> [Records shown]:

────────────────────────────────────────

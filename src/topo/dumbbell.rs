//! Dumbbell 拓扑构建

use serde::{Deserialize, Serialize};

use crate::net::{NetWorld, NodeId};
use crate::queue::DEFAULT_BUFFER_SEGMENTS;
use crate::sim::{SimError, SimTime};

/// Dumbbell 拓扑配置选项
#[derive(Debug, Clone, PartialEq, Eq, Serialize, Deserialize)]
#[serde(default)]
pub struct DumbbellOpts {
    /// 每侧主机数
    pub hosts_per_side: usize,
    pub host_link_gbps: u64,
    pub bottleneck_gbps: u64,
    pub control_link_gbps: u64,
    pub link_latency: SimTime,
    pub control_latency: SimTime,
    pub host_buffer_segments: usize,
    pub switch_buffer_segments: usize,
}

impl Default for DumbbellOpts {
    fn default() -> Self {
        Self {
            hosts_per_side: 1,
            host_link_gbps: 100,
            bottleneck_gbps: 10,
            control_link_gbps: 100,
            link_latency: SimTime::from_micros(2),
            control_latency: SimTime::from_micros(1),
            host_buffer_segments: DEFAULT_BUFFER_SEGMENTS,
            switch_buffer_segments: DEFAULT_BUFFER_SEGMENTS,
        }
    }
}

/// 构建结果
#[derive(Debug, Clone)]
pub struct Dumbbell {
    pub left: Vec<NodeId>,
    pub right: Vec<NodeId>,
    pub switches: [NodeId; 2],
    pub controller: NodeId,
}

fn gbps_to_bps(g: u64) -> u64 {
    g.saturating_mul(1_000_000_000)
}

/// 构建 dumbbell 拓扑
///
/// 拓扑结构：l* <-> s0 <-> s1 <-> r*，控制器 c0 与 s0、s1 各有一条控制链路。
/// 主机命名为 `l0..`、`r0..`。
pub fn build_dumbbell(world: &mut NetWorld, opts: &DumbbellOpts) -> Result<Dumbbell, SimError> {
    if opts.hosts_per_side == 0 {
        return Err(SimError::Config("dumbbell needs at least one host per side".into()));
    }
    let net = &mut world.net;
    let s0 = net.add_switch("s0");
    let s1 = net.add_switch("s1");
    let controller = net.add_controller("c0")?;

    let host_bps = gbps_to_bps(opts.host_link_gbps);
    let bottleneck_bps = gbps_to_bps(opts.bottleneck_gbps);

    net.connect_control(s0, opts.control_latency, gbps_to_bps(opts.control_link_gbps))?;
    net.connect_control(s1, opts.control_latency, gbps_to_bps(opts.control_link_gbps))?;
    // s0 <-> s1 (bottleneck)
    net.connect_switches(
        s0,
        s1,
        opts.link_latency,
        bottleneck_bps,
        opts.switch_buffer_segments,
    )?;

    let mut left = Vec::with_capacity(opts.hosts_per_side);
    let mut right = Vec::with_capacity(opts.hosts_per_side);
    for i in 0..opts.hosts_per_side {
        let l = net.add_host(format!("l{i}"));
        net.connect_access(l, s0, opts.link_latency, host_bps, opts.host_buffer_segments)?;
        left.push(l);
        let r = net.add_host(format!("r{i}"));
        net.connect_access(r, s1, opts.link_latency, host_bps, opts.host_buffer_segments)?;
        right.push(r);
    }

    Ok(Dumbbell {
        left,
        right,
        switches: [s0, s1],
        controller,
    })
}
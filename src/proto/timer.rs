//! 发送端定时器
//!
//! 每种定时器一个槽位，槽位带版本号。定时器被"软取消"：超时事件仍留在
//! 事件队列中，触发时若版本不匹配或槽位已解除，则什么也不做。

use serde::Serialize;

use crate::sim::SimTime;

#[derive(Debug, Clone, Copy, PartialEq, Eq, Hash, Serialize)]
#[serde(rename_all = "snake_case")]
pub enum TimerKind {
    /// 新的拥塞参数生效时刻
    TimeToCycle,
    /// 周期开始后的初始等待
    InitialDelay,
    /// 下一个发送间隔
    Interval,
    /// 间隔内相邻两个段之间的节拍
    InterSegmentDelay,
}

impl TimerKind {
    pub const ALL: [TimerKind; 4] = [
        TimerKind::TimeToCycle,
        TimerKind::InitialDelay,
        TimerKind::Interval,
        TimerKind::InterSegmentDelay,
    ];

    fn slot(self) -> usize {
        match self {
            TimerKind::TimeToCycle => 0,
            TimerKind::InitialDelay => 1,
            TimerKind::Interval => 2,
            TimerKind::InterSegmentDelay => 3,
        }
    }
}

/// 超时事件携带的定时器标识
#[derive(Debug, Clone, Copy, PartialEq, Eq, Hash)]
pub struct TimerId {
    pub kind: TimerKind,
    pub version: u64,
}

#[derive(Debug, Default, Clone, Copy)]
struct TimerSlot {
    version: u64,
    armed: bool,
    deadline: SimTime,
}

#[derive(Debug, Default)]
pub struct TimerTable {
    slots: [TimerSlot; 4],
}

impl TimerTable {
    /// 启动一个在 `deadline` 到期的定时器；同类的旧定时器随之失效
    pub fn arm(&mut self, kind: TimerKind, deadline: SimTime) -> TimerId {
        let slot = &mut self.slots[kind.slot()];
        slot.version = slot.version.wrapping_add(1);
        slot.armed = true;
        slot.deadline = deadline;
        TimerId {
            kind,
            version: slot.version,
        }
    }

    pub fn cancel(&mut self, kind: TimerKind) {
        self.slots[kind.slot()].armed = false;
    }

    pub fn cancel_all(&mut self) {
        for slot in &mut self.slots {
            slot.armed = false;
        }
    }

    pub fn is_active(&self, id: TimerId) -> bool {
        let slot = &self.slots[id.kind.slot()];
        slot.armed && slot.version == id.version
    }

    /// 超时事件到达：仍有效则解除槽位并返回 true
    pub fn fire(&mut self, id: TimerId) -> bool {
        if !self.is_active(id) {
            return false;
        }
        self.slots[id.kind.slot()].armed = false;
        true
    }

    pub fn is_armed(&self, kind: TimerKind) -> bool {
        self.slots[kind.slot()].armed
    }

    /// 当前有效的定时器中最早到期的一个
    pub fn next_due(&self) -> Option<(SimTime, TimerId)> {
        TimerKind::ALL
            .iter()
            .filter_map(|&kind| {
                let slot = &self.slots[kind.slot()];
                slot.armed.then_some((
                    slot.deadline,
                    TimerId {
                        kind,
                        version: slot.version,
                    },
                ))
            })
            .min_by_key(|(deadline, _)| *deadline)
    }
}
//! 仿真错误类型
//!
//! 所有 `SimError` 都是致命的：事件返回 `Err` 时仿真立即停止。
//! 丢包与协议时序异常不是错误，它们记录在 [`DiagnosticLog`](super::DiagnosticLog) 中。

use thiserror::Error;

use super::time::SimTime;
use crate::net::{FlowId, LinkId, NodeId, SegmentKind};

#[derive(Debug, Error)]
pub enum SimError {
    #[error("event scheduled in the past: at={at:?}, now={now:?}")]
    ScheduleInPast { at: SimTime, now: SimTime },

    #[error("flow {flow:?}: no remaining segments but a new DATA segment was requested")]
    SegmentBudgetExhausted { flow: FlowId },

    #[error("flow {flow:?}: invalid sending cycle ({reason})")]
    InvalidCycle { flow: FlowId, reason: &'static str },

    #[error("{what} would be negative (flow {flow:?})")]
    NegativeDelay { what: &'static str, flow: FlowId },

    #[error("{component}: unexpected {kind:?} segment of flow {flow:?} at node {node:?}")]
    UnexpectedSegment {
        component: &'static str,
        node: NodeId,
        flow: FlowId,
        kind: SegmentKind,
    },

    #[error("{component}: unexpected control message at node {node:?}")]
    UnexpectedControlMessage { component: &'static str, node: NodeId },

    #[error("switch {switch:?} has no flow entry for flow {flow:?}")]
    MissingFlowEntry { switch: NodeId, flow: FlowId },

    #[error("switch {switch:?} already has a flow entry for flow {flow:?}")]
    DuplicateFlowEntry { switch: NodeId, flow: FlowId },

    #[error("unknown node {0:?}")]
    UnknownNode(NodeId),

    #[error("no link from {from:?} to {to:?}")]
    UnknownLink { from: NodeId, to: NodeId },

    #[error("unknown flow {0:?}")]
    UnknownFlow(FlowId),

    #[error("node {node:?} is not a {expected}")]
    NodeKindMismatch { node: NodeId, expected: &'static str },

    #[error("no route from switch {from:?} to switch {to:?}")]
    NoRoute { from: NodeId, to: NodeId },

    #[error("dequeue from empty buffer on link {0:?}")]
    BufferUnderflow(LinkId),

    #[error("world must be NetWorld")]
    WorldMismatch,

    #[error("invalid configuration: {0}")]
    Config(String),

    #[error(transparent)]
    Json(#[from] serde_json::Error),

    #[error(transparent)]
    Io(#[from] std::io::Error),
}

────────────────────────────────────────

> [What to produce]: Find "Deserialize" in the data above. Report each line where it appears.

> [Answer space]:
use serde::{Deserialize, Serialize};
#[derive(Debug, Clone, PartialEq, Eq, Serialize, Deserialize)]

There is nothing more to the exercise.